More About the Author

BS Electrical Engineering, 1969, Rutgers University and four year starting right wing on the Rutgers Ice Hockey Club.
MS Physics, 1972, Monmouth University where I learned the Ising Model of statistical physics under Dr. Louis Kijewski.

Author of:
"Stock Market Fluctuations," Letters, Physics Today, February 1979 suggested that the stock market was an "open" system that required a continuous flow of money to maintain valuation levels and that at a critical phase transition point the market was highly susceptible to the impact of random noise as illustrated by the October Market Massacre of 1978. This letter was submitted as a comment on Dr. Rolf Landauer's earlier article on the influence of noise on open systems far from equilibrium.

"The Coherent Market Hypothesis," Financial Analysts Journal, Nov/Dec 1990) submitted after presentation of a talk to the New York Society of Quantitative Analysts which introduced the application of statistical physics to finance before the term econophysics had been invented by Dr. Eugene Stanley. Basically proposed that the probability distribution governing market returns changes dramatically as a function of two control parameters: 1. the level of "groupthink" among investors; and 2. the prevailing fundamental bias.

"Profiting From Chaos," McGraw-Hill, 1994 explained how the success of leading market analysts and money managers was consistent with the Coherent Market Hypothesis.
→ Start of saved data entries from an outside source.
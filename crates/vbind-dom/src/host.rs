#![forbid(unsafe_code)]

//! The document-tree contract consumed by the template compiler.
//!
//! The compiler never creates or removes nodes other than one scratch
//! fragment. It moves a mount element's children out and back, walks the
//! tree, and reads and writes text payloads. Hosts provide exactly that.
//!
//! All methods take `&self`: bindings keep a shared handle to the host and
//! write text long after compilation, so implementations use interior
//! mutability.

use std::fmt;

/// Node discrimination as far as the compiler cares.
#[derive(Debug, Clone, Copy, PartialEq, Eq, Hash)]
pub enum NodeKind {
    Element,
    Text,
    /// Detached container produced by [`Host::create_fragment`].
    Fragment,
}

impl NodeKind {
    /// Whether the compiler descends into nodes of this kind.
    #[must_use]
    pub fn is_container(self) -> bool {
        matches!(self, Self::Element | Self::Fragment)
    }
}

/// Host environment collaborator.
pub trait Host {
    /// Handle to one node. Cheap to clone.
    type Node: Clone + PartialEq + fmt::Debug;

    /// Resolve a selector to the first matching element.
    fn query_element(&self, selector: &str) -> Option<Self::Node>;

    /// A new, empty, detached fragment.
    fn create_fragment(&self) -> Self::Node;

    /// Detach and return the first child of `from`.
    fn move_first_child(&self, from: &Self::Node) -> Option<Self::Node>;

    /// Append `node` as the last child of `container`, detaching it from any
    /// previous parent first.
    fn append_child(&self, container: &Self::Node, node: &Self::Node);

    /// Children of `node` in document order.
    fn child_nodes(&self, node: &Self::Node) -> Vec<Self::Node>;

    fn node_kind(&self, node: &Self::Node) -> NodeKind;

    /// Text payload of a text node. Empty for other kinds.
    fn text(&self, node: &Self::Node) -> String;

    /// Replace the text payload of a text node. Ignored for other kinds.
    fn set_text(&self, node: &Self::Node, text: &str);
}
Each chapter features a leading money manager's basic strategy and shows how it is supported by nonlinear finance theory.
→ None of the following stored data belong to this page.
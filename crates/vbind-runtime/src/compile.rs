#![forbid(unsafe_code)]

//! Template compilation: binding text nodes to reactive state.
//!
//! # Design
//!
//! [`compile`] runs once per component. It moves the mount element's children
//! into a scratch fragment, walks the fragment depth-first, and turns every
//! text node whose content parses as a [`Template`] into a [`TextBinding`].
//! Each binding renders once immediately, then the children are moved back in
//! their original order.
//!
//! A binding owns one [`Subscriber`] whose callback re-runs the same render
//! routine. Every render, first or triggered, goes through
//! [`Collector::collect`], so the properties read during that render register
//! the binding. Renders are full: the whole text is recomputed from the
//! template and written over the node.
//!
//! # Invariants
//!
//! 1. After `compile` returns, every placeholder-bearing text node shows its
//!    template rendered against current state.
//! 2. Text nodes without placeholders, and all structure, are left as found.
//! 3. Bindings are only created here. None is ever removed while the owner
//!    holds it.
//!
//! # Failure Modes
//!
//! - **Missing data path**: the render fails, a warning is logged once for
//!   that attempt, the node keeps its previous text, and the binding stays
//!   subscribed to everything it managed to read.
//! - **Reentrant collection**: internal defect; returned from `compile` (after
//!   the children are reattached) or recorded on the binding when it happens
//!   during a notification.

use std::cell::{Cell, RefCell};
use std::fmt;
use std::rc::{Rc, Weak};

use vbind_core::{BindError, Collector, Path, Result, Subscriber, SubscriberId};
use vbind_dom::Host;

use crate::state::ReactiveState;
use crate::template::Template;

struct BindingInner<H: Host> {
    node: H::Node,
    template: Template,
    host: Rc<H>,
    state: ReactiveState,
    collector: Rc<Collector>,
    subscriber: Subscriber,
    renders: Cell<u64>,
    failures: Cell<u64>,
    last_error: RefCell<Option<BindError>>,
}

impl<H: Host> BindingInner<H> {
    /// One render under the collector. Content failures are contained here;
    /// only a collection defect is returned.
    fn run(&self) -> Result<()> {
        let rendered = self
            .collector
            .collect(&self.subscriber, || {
                self.template.render(&self.state, &self.collector)
            })
            .and_then(|render| render);
        match rendered {
            Ok(text) => {
                self.host.set_text(&self.node, &text);
                self.renders.set(self.renders.get() + 1);
                self.last_error.borrow_mut().take();
                tracing::trace!(subscriber = %self.subscriber.id(), node = ?self.node, "binding rendered");
                Ok(())
            }
            Err(defect) if defect.is_defect() => {
                self.record(defect.clone());
                Err(defect)
            }
            Err(err) => {
                tracing::warn!(
                    subscriber = %self.subscriber.id(),
                    node = ?self.node,
                    template = self.template.source(),
                    error = %err,
                    "binding render failed; keeping previous text"
                );
                self.record(err);
                Ok(())
            }
        }
    }

    fn record(&self, err: BindError) {
        self.failures.set(self.failures.get() + 1);
        *self.last_error.borrow_mut() = Some(err);
    }
}

/// One text node bound to the state it renders.
pub struct TextBinding<H: Host> {
    inner: Rc<BindingInner<H>>,
}

impl<H: Host + 'static> TextBinding<H> {
    fn new(
        node: H::Node,
        template: Template,
        host: &Rc<H>,
        state: &ReactiveState,
        collector: &Rc<Collector>,
    ) -> Self {
        let inner = Rc::new_cyclic(|weak: &Weak<BindingInner<H>>| {
            let weak = weak.clone();
            let subscriber = Subscriber::new(move || {
                if let Some(binding) = weak.upgrade() {
                    // Defects are logged by the collector and recorded by run.
                    let _ = binding.run();
                }
            });
            BindingInner {
                node,
                template,
                host: Rc::clone(host),
                state: state.clone(),
                collector: Rc::clone(collector),
                subscriber,
                renders: Cell::new(0),
                failures: Cell::new(0),
                last_error: RefCell::new(None),
            }
        });
        Self { inner }
    }
}

impl<H: Host> TextBinding<H> {
    #[must_use]
    pub fn node(&self) -> &H::Node {
        &self.inner.node
    }

    #[must_use]
    pub fn template(&self) -> &Template {
        &self.inner.template
    }

    /// Placeholder paths in textual order.
    #[must_use]
    pub fn paths(&self) -> Vec<Path> {
        self.inner.template.paths().cloned().collect()
    }

    #[must_use]
    pub fn subscriber_id(&self) -> SubscriberId {
        self.inner.subscriber.id()
    }

    /// Successful renders so far, the initial one included.
    #[must_use]
    pub fn render_count(&self) -> u64 {
        self.inner.renders.get()
    }

    #[must_use]
    pub fn failure_count(&self) -> u64 {
        self.inner.failures.get()
    }

    /// Error of the latest render, cleared by the next successful one.
    #[must_use]
    pub fn last_error(&self) -> Option<BindError> {
        self.inner.last_error.borrow().clone()
    }

    /// Render again now, exactly as a notification would.
    ///
    /// # Errors
    ///
    /// [`BindError::ReentrantCollection`] if called from inside another
    /// binding's render.
    pub fn refresh(&self) -> Result<()> {
        self.inner.run()
    }
}

impl<H: Host> fmt::Debug for TextBinding<H> {
    fn fmt(&self, f: &mut fmt::Formatter<'_>) -> fmt::Result {
        f.debug_struct("TextBinding")
            .field("node", &self.inner.node)
            .field("template", &self.inner.template.source())
            .field("subscriber", &self.inner.subscriber.id())
            .field("renders", &self.inner.renders.get())
            .field("failures", &self.inner.failures.get())
            .finish()
    }
}

struct Compiler<'a, H: Host> {
    host: &'a Rc<H>,
    state: &'a ReactiveState,
    collector: &'a Rc<Collector>,
    bindings: Vec<TextBinding<H>>,
}

impl<H: Host + 'static> Compiler<'_, H> {
    fn walk(&mut self, node: &H::Node) -> Result<()> {
        for child in self.host.child_nodes(node) {
            if self.host.node_kind(&child).is_container() {
                self.walk(&child)?;
                continue;
            }
            let Some(template) = Template::parse(&self.host.text(&child)) else {
                continue;
            };
            let binding = TextBinding::new(child, template, self.host, self.state, self.collector);
            binding.inner.run()?;
            self.bindings.push(binding);
        }
        Ok(())
    }
}

/// Bind every placeholder-bearing text node under `mount`.
///
/// # Errors
///
/// [`BindError::ReentrantCollection`] if `collector` is already collecting.
/// Per-binding data errors are contained and reported on the binding.
pub fn compile<H: Host + 'static>(
    host: &Rc<H>,
    mount: &H::Node,
    state: &ReactiveState,
    collector: &Rc<Collector>,
) -> Result<Vec<TextBinding<H>>> {
    let span = tracing::debug_span!("template.compile", bindings = tracing::field::Empty);
    let _guard = span.enter();

    let fragment = host.create_fragment();
    while let Some(child) = host.move_first_child(mount) {
        host.append_child(&fragment, &child);
    }

    let mut compiler = Compiler {
        host,
        state,
        collector,
        bindings: Vec::new(),
    };
    let walked = compiler.walk(&fragment);

    while let Some(child) = host.move_first_child(&fragment) {
        host.append_child(mount, &child);
    }
    walked?;

    span.record("bindings", compiler.bindings.len());
    tracing::debug!(bindings = compiler.bindings.len(), "template compiled");
    Ok(compiler.bindings)
}

// ---------------------------------------------------------------------------
// Tests
// ---------------------------------------------------------------------------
"Particles at Cutoffs in the Electromagnetic Spectrum," Physics Essays, Volume 14, No. 3, September 2001 finally got this published after having the original "ahah!" my senior year at Rutgers. Introduces a finite difference formulation of Maxwell's Equations for free space, resulting in cutoff frequencies in the frequency domain of the electromagnetic spectrum, and particle behavior at frequencies approaching cutoff. The nonlinear dispersion relationship turns out to be equivalent to the Lorentz transformation of relativity theory. Interesting that while my stock market theory has been cited by research around the world, there has been absolutely no comment on this fundamental physics paper that bridges electromagnetic theory, quantum theory and relativity theory.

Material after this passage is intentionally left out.